Assigned task: Match the string "Returns" against each line below, and copy every line that matches.
Start of Block
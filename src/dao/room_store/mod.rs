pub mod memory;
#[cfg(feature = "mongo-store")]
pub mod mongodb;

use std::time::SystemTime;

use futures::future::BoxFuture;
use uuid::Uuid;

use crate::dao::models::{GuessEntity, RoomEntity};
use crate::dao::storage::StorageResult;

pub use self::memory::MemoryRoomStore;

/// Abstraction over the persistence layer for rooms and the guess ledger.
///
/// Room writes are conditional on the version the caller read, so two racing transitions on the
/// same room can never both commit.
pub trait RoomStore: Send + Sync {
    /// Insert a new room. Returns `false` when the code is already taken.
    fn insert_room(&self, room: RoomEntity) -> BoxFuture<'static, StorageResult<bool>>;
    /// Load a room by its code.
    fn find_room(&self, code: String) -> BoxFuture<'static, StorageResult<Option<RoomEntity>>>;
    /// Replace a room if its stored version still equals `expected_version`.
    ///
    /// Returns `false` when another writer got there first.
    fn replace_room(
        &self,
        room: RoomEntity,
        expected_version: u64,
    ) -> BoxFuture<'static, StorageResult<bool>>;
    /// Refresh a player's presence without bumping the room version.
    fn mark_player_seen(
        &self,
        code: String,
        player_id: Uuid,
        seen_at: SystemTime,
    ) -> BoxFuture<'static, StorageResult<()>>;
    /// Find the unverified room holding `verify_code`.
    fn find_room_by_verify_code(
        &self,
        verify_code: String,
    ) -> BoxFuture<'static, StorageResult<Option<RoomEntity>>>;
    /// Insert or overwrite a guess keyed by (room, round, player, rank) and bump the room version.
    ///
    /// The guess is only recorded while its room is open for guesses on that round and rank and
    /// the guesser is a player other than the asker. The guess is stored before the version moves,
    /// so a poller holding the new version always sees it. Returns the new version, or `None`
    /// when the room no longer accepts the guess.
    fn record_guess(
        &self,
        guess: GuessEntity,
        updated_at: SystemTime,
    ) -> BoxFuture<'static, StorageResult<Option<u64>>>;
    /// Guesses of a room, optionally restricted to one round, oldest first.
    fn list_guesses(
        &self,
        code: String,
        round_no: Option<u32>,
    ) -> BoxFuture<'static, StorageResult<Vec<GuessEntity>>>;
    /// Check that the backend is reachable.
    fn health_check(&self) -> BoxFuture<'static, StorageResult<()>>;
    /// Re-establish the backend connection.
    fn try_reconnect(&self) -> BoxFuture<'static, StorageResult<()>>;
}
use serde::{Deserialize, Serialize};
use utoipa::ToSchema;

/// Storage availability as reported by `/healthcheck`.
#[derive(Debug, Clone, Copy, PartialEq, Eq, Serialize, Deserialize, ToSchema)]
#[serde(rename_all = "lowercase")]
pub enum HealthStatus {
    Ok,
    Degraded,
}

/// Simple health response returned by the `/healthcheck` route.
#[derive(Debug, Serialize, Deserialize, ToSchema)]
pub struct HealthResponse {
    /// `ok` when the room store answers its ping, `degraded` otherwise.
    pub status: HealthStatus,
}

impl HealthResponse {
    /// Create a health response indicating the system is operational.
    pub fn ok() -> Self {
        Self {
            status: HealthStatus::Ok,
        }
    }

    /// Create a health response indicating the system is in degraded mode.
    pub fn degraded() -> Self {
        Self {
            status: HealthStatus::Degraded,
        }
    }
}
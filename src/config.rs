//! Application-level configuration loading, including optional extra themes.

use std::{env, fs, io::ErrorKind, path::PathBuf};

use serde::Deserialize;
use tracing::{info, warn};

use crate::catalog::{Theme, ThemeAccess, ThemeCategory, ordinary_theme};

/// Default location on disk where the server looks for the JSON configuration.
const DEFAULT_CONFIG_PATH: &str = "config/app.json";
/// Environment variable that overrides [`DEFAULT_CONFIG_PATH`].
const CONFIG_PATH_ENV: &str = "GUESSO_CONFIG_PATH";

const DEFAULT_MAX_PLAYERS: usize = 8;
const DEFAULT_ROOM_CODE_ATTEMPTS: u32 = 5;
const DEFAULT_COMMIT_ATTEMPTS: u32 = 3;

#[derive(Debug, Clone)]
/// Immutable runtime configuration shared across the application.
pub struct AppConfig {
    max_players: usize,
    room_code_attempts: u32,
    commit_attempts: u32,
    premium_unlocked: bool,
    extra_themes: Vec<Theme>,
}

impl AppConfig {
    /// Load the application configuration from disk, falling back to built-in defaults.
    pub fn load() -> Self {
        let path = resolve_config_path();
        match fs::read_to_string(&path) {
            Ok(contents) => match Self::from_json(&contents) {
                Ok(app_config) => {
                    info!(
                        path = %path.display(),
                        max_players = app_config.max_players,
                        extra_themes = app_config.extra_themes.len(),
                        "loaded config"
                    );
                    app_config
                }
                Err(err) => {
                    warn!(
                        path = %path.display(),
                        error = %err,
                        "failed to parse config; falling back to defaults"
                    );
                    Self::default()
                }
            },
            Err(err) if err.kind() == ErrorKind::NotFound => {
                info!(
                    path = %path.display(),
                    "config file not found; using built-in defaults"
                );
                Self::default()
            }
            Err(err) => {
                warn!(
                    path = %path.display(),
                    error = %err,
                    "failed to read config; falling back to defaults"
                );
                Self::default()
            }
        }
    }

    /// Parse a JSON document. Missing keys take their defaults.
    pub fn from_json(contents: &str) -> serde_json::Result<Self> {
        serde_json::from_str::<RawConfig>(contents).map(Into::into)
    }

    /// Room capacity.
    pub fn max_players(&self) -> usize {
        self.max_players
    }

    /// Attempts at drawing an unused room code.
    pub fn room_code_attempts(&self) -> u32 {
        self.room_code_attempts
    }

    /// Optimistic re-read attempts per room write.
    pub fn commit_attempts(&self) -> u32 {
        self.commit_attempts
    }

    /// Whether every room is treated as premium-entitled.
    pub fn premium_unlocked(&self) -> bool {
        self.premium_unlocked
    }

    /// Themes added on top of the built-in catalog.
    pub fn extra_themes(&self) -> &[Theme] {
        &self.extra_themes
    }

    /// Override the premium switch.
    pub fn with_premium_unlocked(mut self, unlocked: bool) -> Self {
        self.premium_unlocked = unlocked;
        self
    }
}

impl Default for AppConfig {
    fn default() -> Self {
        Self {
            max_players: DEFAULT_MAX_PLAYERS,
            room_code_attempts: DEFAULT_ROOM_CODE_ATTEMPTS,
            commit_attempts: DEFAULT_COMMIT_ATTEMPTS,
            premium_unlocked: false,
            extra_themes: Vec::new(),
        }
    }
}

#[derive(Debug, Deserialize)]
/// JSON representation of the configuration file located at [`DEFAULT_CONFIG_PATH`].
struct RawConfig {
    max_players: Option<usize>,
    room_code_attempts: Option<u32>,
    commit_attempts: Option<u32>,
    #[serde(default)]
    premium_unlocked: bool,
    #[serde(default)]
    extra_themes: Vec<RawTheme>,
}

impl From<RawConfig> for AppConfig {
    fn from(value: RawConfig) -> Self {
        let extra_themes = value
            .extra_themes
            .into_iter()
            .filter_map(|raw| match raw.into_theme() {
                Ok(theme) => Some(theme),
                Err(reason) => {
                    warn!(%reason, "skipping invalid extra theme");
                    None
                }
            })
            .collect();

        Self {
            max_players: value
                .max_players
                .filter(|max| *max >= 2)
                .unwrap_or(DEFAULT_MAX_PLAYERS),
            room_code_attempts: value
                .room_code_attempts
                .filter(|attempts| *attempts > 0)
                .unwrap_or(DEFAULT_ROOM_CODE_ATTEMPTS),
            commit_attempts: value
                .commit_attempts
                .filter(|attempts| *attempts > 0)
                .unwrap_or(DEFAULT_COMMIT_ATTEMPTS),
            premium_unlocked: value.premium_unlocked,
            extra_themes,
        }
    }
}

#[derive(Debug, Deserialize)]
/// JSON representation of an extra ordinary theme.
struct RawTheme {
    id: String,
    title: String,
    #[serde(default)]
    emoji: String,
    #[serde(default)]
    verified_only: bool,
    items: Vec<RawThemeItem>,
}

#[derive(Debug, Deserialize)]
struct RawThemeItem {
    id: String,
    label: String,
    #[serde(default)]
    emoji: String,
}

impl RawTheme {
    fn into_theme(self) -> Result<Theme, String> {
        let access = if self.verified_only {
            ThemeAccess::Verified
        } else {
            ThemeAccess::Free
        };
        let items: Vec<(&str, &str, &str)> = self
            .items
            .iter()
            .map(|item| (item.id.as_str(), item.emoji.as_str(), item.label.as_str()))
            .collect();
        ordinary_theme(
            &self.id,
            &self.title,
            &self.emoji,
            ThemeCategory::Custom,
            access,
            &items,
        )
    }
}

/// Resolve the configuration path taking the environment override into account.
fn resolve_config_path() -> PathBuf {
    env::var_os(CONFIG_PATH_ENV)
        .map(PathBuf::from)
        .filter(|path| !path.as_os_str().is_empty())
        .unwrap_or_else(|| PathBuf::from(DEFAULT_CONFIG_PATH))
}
End of Block
Start of Block
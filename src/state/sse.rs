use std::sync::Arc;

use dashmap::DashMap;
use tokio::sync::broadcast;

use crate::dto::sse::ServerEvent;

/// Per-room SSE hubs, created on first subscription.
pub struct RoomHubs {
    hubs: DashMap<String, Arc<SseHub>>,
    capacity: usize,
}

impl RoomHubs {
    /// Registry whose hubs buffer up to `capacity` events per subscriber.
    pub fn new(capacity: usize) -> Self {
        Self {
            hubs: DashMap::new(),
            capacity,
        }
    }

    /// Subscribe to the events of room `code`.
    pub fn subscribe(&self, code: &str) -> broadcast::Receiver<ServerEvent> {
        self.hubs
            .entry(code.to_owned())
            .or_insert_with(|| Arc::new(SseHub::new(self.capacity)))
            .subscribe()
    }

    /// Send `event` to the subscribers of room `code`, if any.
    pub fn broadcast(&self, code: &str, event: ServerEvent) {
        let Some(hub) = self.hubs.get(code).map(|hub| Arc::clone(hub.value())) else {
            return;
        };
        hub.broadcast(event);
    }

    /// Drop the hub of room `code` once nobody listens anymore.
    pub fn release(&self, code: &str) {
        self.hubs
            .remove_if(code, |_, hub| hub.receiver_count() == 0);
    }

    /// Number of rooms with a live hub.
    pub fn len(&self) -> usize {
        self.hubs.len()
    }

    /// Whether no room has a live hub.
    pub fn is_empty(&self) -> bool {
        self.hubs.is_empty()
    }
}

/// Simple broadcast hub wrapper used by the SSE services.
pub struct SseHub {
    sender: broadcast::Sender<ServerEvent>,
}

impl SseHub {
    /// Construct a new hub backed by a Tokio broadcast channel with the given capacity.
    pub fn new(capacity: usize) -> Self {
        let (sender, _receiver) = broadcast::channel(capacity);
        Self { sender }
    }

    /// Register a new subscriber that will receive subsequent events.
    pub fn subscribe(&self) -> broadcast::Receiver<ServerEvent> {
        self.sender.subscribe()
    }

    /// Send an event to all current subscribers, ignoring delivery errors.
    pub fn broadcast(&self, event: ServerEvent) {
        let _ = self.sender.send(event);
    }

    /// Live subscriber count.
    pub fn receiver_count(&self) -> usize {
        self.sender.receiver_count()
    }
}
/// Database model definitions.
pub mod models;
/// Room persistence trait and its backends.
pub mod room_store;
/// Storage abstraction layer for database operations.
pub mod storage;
End of Block
Answer for the task:
    /// Insert a new room. Returns `false` when the code is already taken.
    /// Returns `false` when another writer got there first.
    /// so a poller holding the new version always sees it. Returns the new version, or `None`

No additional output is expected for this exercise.